Il faut dire d’emblée que la justice transitionnelle est la synthèse de la justice ordinaire, qui se réfère aux tribunaux et la justice traditionnelle, elle, fait référence aux mécanismes de gestion communautaire des conflits, aux outils traditionnels de règlement des conflits. C’est pour moi, une synthèse de ces deux types de justice qui a donné jour à ce concept, que les Etats qui sortent de crise s’activent à mettre en place. Je pourrais ajouter aussi la justice alternative. En Côte d’Ivoire, il y a eu une succession de crises, notamment de tentatives de coup de force militaire, de prise du pouvoir d’Etat par les armes jusqu’aux élections controversées de novembre 2010. C’est donc salutaire que les nouvelles autorités aient pensé à activer ce concept. Toutefois, tous les mécanismes de la justice transitionnelle ne sont pas exportables chez nous ici eu égard à nos spécificités, à la nature de notre crise et aux rapports de force sociale. Il s’agit d’une crise sur le long terme qui a abouti à la fracture sociale, à une explosion de la cohésion intercommunautaire et intracommunautaire. Il faut beaucoup de sagesse dans les décisions à prendre. C’est pourquoi, il faut d’abord analyser les mécanismes de la justice transitionnelle avant de les activer ou appliquer au cas ivoirien.
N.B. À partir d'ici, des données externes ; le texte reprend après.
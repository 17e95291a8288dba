//! The commit loop
//!
//! The commit loop decides when the staged frame goes out to the strip. A
//! commit needs two things: a pending commit request, and an elapsed guard
//! timer. Every transmission attempt, successful or not, restarts the guard
//! timer, so two attempts are always separated by at least
//! [`GUARD_INTERVAL_US`].
//!
//! ```text
//!            update-LEDs            guard elapsed
//!   Idle ----------------> Pending ---------------> ReadyToFire
//!    ^                        ^                          |
//!    |                        |  Err(Interrupted)        v
//!    +------------------------+---------------------- Transmitting
//!               Ok(())
//! ```
//!
//! Transmission failure isn't fatal. The commit stays pending, and the loop
//! retries once the guard timer elapses again.
//!
//! # Example
//!
//! ```
//! use usbd_ws2812::bridge::Bridge;
//! use usbd_ws2812::commit::{CommitLoop, Interrupted, Outcome};
//! use usbd_ws2812::guard::GuardTimer;
//! use usbd_ws2812::request::Setup;
//!
//! /// A guard timer that's always elapsed. Use a real timer!
//! struct NoGuard;
//! impl GuardTimer for NoGuard {
//!     fn start(&mut self, _: u32) {}
//!     fn is_elapsed(&self) -> bool { true }
//! }
//!
//! let mut bridge: Bridge = Bridge::new();
//! let transmit = |_frame: &[u8]| -> Result<(), Interrupted> { Ok(()) };
//! let mut commit = CommitLoop::new(NoGuard, transmit, ());
//!
//! assert_eq!(commit.poll(&mut bridge), Outcome::Idle);
//! bridge.setup(&Setup::update_leds());
//! assert_eq!(commit.poll(&mut bridge), Outcome::Committed);
//! assert!(!bridge.is_commit_pending());
//! ```

use crate::bridge::Bridge;
use crate::guard::{GuardTimer, GUARD_INTERVAL_US};
use crate::status::{Status, StatusIndicator};

/// A transmission was interrupted, and the strip didn't get the frame.
#[derive(Debug, Clone, Copy, PartialEq, Eq)]
#[cfg_attr(feature = "defmt-03", derive(defmt::Format))]
pub struct Interrupted;

impl core::fmt::Display for Interrupted {
    fn fmt(&self, f: &mut core::fmt::Formatter<'_>) -> core::fmt::Result {
        f.write_str("LED transmission interrupted")
    }
}

/// Sends a frame to the LED strip.
///
/// The caller guarantees that at least [`GUARD_INTERVAL_US`] have passed since
/// the previous call returned, whatever its result. An implementation either
/// sends the whole frame, or returns [`Interrupted`]. There's no partial
/// success.
pub trait Transmit {
    /// Send `frame`.
    fn transmit(&mut self, frame: &[u8]) -> Result<(), Interrupted>;
}

impl<F> Transmit for F
where
    F: FnMut(&[u8]) -> Result<(), Interrupted>,
{
    fn transmit(&mut self, frame: &[u8]) -> Result<(), Interrupted> {
        self(frame)
    }
}

/// Commit loop states.
#[derive(Debug, Clone, Copy, PartialEq, Eq)]
#[cfg_attr(feature = "defmt-03", derive(defmt::Format))]
pub enum CommitState {
    /// No commit requested.
    Idle,
    /// A commit is requested, and the guard timer is running.
    Pending,
    /// A commit is requested, and the guard timer has elapsed.
    ReadyToFire,
    /// The frame is on the wire.
    Transmitting,
}

/// The result of one [`poll()`](CommitLoop::poll).
#[derive(Debug, Clone, Copy, PartialEq, Eq)]
#[cfg_attr(feature = "defmt-03", derive(defmt::Format))]
pub enum Outcome {
    /// Nothing to commit.
    Idle,
    /// A commit is waiting on the guard timer.
    Waiting,
    /// The frame was sent, and the commit is complete.
    Committed,
    /// The transmission was interrupted. The commit is still pending.
    Retry,
}

/// Gates transmissions on the commit flag and the guard timer.
///
/// `G` is the guard timer, `T` the transmitter, and `S` the status indicator.
/// Use `()` if you don't have a status indicator.
pub struct CommitLoop<G, T, S = ()> {
    guard: G,
    transmitter: T,
    indicator: S,
    state: CommitState,
    shown: Option<Status>,
}

impl<G, T, S> CommitLoop<G, T, S>
where
    G: GuardTimer,
    T: Transmit,
    S: StatusIndicator,
{
    /// Create the commit loop, and start the guard timer.
    ///
    /// Nothing is sent until the first guard interval elapses.
    pub fn new(mut guard: G, transmitter: T, indicator: S) -> Self {
        guard.start(GUARD_INTERVAL_US);
        Self {
            guard,
            transmitter,
            indicator,
            state: CommitState::Idle,
            shown: None,
        }
    }

    /// Returns the state computed by the most recent [`poll()`](CommitLoop::poll).
    pub fn state(&self) -> CommitState {
        self.state
    }

    /// Returns the guard timer.
    pub fn guard(&self) -> &G {
        &self.guard
    }

    /// Returns the status indicator.
    pub fn indicator(&self) -> &S {
        &self.indicator
    }

    /// Run one commit check.
    ///
    /// Never blocks, except for the transmission itself. Call this on every
    /// pass of your main loop, after servicing the transport.
    pub fn poll<const N: usize>(&mut self, bridge: &mut Bridge<N>) -> Outcome {
        self.show(bridge.status());

        match (bridge.is_commit_pending(), self.guard.is_elapsed()) {
            (false, _) => {
                self.state = CommitState::Idle;
                Outcome::Idle
            }
            (true, false) => {
                self.state = CommitState::Pending;
                Outcome::Waiting
            }
            (true, true) => {
                self.state = CommitState::ReadyToFire;
                self.fire(bridge)
            }
        }
    }

    /// Service the transport, then poll once.
    ///
    /// `service` runs first, whatever the commit state: while the guard timer
    /// runs, and before a retry.
    pub fn step<const N: usize>(
        &mut self,
        bridge: &mut Bridge<N>,
        service: impl FnOnce(&mut Bridge<N>),
    ) -> Outcome {
        service(bridge);
        self.poll(bridge)
    }

    /// [`step()`](CommitLoop::step) forever.
    ///
    /// Poll your USB device in `service`, and forward control requests to
    /// the bridge.
    pub fn run<const N: usize>(
        &mut self,
        bridge: &mut Bridge<N>,
        mut service: impl FnMut(&mut Bridge<N>),
    ) -> ! {
        loop {
            self.step(bridge, &mut service);
        }
    }

    fn fire<const N: usize>(&mut self, bridge: &mut Bridge<N>) -> Outcome {
        self.state = CommitState::Transmitting;
        let result = self.transmitter.transmit(bridge.buffer().as_bytes());
        // Always, whatever the result.
        self.guard.start(GUARD_INTERVAL_US);

        match result {
            Ok(()) => {
                bridge.complete_commit();
                self.show(bridge.status());
                self.state = CommitState::Idle;
                Outcome::Committed
            }
            Err(Interrupted) => {
                self.state = CommitState::Pending;
                Outcome::Retry
            }
        }
    }

    fn show(&mut self, status: Status) {
        if self.shown != Some(status) {
            self.indicator.show(status);
            self.shown = Some(status);
        }
    }
}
Entre autres mécanismes, les poursuites judiciaires et une commission baptisée, Dialogue, Vérité et Réconciliation (DVR) sont à ce jour en cours d’activation. Ces deux outils sont-ils appropriés au cas ivoirien ?
Je salue certes l’initiative d’activer ces mécanismes de la justice transitionnelle. Mais, je suis troublée par cette vague d’arrestations. Des citoyens sont mis aux arrêts sans qu’on ne sache pourquoi. D’autres sont par euphémisme en résidence surveillée dans un hôtel d’Abidjan (La Pergola de Marcory) sans que leur situation ne soit clarifiée. A côté, des personnalités proches de l’ancien pouvoir sont détenus dans plusieurs localités du Nord du pays sans que leurs familles et proches n’aient de leurs nouvelles. Dans son discours du 11 avril 2011, date de la chute de son prédécesseur, le Président de la République SEM Alassane Ouattara a pris l’engagement solennel de réconcilier tous les Ivoiriens. Il s’agit d’amener les Ivoiriens à vivre à nouveau ensemble comme le proclame le credo de son parti, le RDR. Mieux, à travailler ensemble à la reconstruction du pays, à s’unir les uns les autres sans rancœurs, sans dénigrements et sans récriminations du passé douloureux pour tous. Aujourd’hui, dans leur grande majorité, les Ivoiriens s’inscrivent dans le processus de paix. Sans la paix, le développement est compromis. Tout bon et puissant docteur en économie que soit le Président Ouattara, il ne pourra pas mettre à exécution son ambitieux projet de société, sans la réconciliation des Ivoiriens, sans le pardon, sans un climat de confiance, de sérénité et de cohésion entre les Ivoiriens. Sans cela, ce sera difficile voire impossible.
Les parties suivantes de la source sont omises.